We developed similar work pools in our electronic health record for secure messaging as we had for phone calls.  I recommend that you setup for patients to select a type of message.  This helps triage and route messages more efficiently.  We set-up 6 types – appointment requests, referral requests, medication questions, medication refills, non-urgent med questions, and technical support questions.

For patients in lower socio-economic groups, we found that smart phones were much more common than home computers or laptops, so make sure that your secure messaging strategy and software take this difference in devices into account.  Secure messages must have a mobile app, but there may be workflow issues. For example, our personal health record requires going to a website the first time with an activation code to configure your login and password.  This cannot be done easily through a smart phone.  Therefore, we have gone to a process of in clinic sign-up where patients can use the computers in our offices as part of their visit to select their logins and passwords.  Then they can exclusively use their smart phone app for secure messaging.  It does not matter that they do not have access to a computer or a laptop with internet access at home.  In the Hispanic community, the first question is, what percent can communicate in English? At least in our Hispanic population, a significant percentage are able to communicate in English.  If you have a significant percentage of patients that do not speak English, you need to think through secure messaging work flows carefully.  As a non-Spanish speaking provider myself, it is relatively easy for me to obtain remote phone translation services for a face-to-face visit.  However, if a patient sends me/my team a message in Spanish, these remote phone translation services are not set-up to assist with this translation, either of the initial Spanish message from the patient or in the reply to the patient, which then should also be in Spanish.  

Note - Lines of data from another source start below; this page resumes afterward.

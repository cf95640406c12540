//! Signalling interface abstraction
//!
//! An interface sends and receives raw packets for one signalling channel
//! and surfaces link-level events. Data links attach as the interface's
//! receiver; real transports queue I/O on their own tasks so that packet
//! delivery never blocks the engine tick.

use crate::engine::{LinkEvent, SigComponent};
use crate::errors::LinkError;
use async_trait::async_trait;
use bytes::Bytes;
use std::collections::VecDeque;
use std::sync::atomic::{AtomicBool, Ordering};
use std::sync::{Arc, Mutex, RwLock, Weak};
use std::time::{Duration, Instant};
use tracing::debug;

/// Upward half of an interface pairing: accepts packets and events
pub trait PacketReceiver: Send + Sync {
    fn receive_packet(&self, packet: Bytes);

    fn link_event(&self, event: LinkEvent);
}

/// Interface control operations
#[derive(Debug, Clone, Copy, PartialEq, Eq)]
pub enum InterfaceOp {
    Enable,
    Disable,
    Query,
}

/// Hardware/transport abstraction under a layer 2
pub trait SigInterface: Send + Sync {
    /// Queue one packet for transmission. `repeated` marks a fill unit the
    /// hardware may retransmit on its own until new data arrives.
    fn transmit_packet(&self, packet: &[u8], repeated: bool) -> Result<(), LinkError>;

    fn set_receiver(&self, receiver: Weak<dyn PacketReceiver>);

    fn up(&self) -> bool;

    fn interface_control(&self, op: InterfaceOp) -> bool;
}

/// In-process interface pair delivering each side's transmissions to the
/// other side's receiver on the engine tick.
///
/// Stands in for a hardware span in tests and back-to-back setups.
pub struct LoopInterface {
    name: String,
    peer: Mutex<Weak<LoopInterface>>,
    receiver: RwLock<Weak<dyn PacketReceiver>>,
    inbox: Mutex<VecDeque<Bytes>>,
    enabled: AtomicBool,
}

impl LoopInterface {
    /// Build a crossed pair; packets sent on one side arrive on the other.
    pub fn pair(name_a: &str, name_b: &str) -> (Arc<Self>, Arc<Self>) {
        let a = Arc::new(Self::new(name_a));
        let b = Arc::new(Self::new(name_b));
        *a.peer.lock().unwrap() = Arc::downgrade(&b);
        *b.peer.lock().unwrap() = Arc::downgrade(&a);
        (a, b)
    }

    fn new(name: &str) -> Self {
        Self {
            name: name.to_string(),
            peer: Mutex::new(Weak::new()),
            receiver: RwLock::new(Weak::<NullReceiver>::new() as Weak<dyn PacketReceiver>),
            inbox: Mutex::new(VecDeque::new()),
            enabled: AtomicBool::new(true),
        }
    }

    fn push(&self, packet: Bytes) {
        self.inbox.lock().unwrap().push_back(packet);
    }

    /// Deliver every queued packet to the receiver. Returns the count.
    pub fn pump(&self) -> usize {
        let receiver = self.receiver.read().unwrap().upgrade();
        let Some(receiver) = receiver else {
            return 0;
        };
        let mut count = 0;
        loop {
            let packet = self.inbox.lock().unwrap().pop_front();
            match packet {
                Some(packet) => {
                    receiver.receive_packet(packet);
                    count += 1;
                }
                None => break,
            }
        }
        count
    }
}

struct NullReceiver;

impl PacketReceiver for NullReceiver {
    fn receive_packet(&self, _packet: Bytes) {}

    fn link_event(&self, _event: LinkEvent) {}
}

impl SigInterface for LoopInterface {
    fn transmit_packet(&self, packet: &[u8], _repeated: bool) -> Result<(), LinkError> {
        if !self.enabled.load(Ordering::Acquire) {
            return Err(LinkError::LinkDown);
        }
        let peer = self.peer.lock().unwrap().upgrade();
        match peer {
            Some(peer) if peer.enabled.load(Ordering::Acquire) => {
                peer.push(Bytes::copy_from_slice(packet));
                Ok(())
            }
            _ => Err(LinkError::LinkDown),
        }
    }

    fn set_receiver(&self, receiver: Weak<dyn PacketReceiver>) {
        *self.receiver.write().unwrap() = receiver;
    }

    fn up(&self) -> bool {
        self.enabled.load(Ordering::Acquire)
    }

    fn interface_control(&self, op: InterfaceOp) -> bool {
        match op {
            InterfaceOp::Enable => {
                if !self.enabled.swap(true, Ordering::AcqRel) {
                    debug!(name = %self.name, "interface enabled");
                    if let Some(receiver) = self.receiver.read().unwrap().upgrade() {
                        receiver.link_event(LinkEvent::LinkUp);
                    }
                }
                true
            }
            InterfaceOp::Disable => {
                if self.enabled.swap(false, Ordering::AcqRel) {
                    debug!(name = %self.name, "interface disabled");
                    self.inbox.lock().unwrap().clear();
                    if let Some(receiver) = self.receiver.read().unwrap().upgrade() {
                        receiver.link_event(LinkEvent::LinkDown);
                    }
                }
                true
            }
            InterfaceOp::Query => self.enabled.load(Ordering::Acquire),
        }
    }
}

#[async_trait]
impl SigComponent for LoopInterface {
    fn name(&self) -> &str {
        &self.name
    }

    fn component_type(&self) -> &'static str {
        "loop-interface"
    }

    async fn tick(&self, _now: Instant) -> Duration {
        let delivered = self.pump();
        if delivered > 0 {
            // More traffic may already be queued on the far side
            Duration::from_micros(500)
        } else {
            Duration::from_millis(5)
        }
    }
}

#[cfg(test)]
mod tests {
    use super::*;
    use std::sync::Mutex as StdMutex;

    struct Sink {
        packets: StdMutex<Vec<Bytes>>,
        events: StdMutex<Vec<LinkEvent>>,
    }

    impl Sink {
        fn new() -> Arc<Self> {
            Arc::new(Self { packets: StdMutex::new(Vec::new()), events: StdMutex::new(Vec::new()) })
        }
    }

    impl PacketReceiver for Sink {
        fn receive_packet(&self, packet: Bytes) {
            self.packets.lock().unwrap().push(packet);
        }

        fn link_event(&self, event: LinkEvent) {
            self.events.lock().unwrap().push(event);
        }
    }

    #[test]
    fn crossed_delivery() {
        let (a, b) = LoopInterface::pair("ifA", "ifB");
        let sink = Sink::new();
        b.set_receiver(Arc::downgrade(&sink) as Weak<dyn PacketReceiver>);

        a.transmit_packet(&[1, 2, 3], false).unwrap();
        assert!(sink.packets.lock().unwrap().is_empty());
        assert_eq!(b.pump(), 1);
        assert_eq!(sink.packets.lock().unwrap()[0].as_ref(), &[1, 2, 3]);
    }

    #[test]
    fn disable_blocks_and_notifies() {
        let (a, b) = LoopInterface::pair("ifA", "ifB");
        let sink = Sink::new();
        a.set_receiver(Arc::downgrade(&sink) as Weak<dyn PacketReceiver>);

        a.interface_control(InterfaceOp::Disable);
        assert!(matches!(a.transmit_packet(&[0], false), Err(LinkError::LinkDown)));
        assert!(matches!(b.transmit_packet(&[0], false), Err(LinkError::LinkDown)));
        a.interface_control(InterfaceOp::Enable);
        assert_eq!(
            sink.events.lock().unwrap().as_slice(),
            &[LinkEvent::LinkDown, LinkEvent::LinkUp]
        );
        assert!(b.transmit_packet(&[0], false).is_ok());
    }
}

You need to think about your strategy and process for proxy access, especially if your practice has pediatric patients or a significant elderly population.  You must make sure that HIPAA and other privacy issues are addressed while at the same time making the proxy sign-up and use process not onerous for patient proxies. Patient proxies should have secure messaging access, however it should not be by using the patient’s login and password.  The Meaningful Use Stage 2 secure messaging measure applies equally to adult and pediatric providers.  However, practically pediatric providers will only be able to achieve this measure through messages from patient proxies.

You also need to develop a realistic timeline.  Our technical roll out took about 3 months, and is now maturely deployed. But 2.5 years later, secure messaging is still not universally adopted by our physicians, healthcare teams, and patients. Currently, only about 20% of our eligible providers are meeting the Meaningful Use Stage 2, 5% of patients sending secure messages measure.  You need an adoption plan.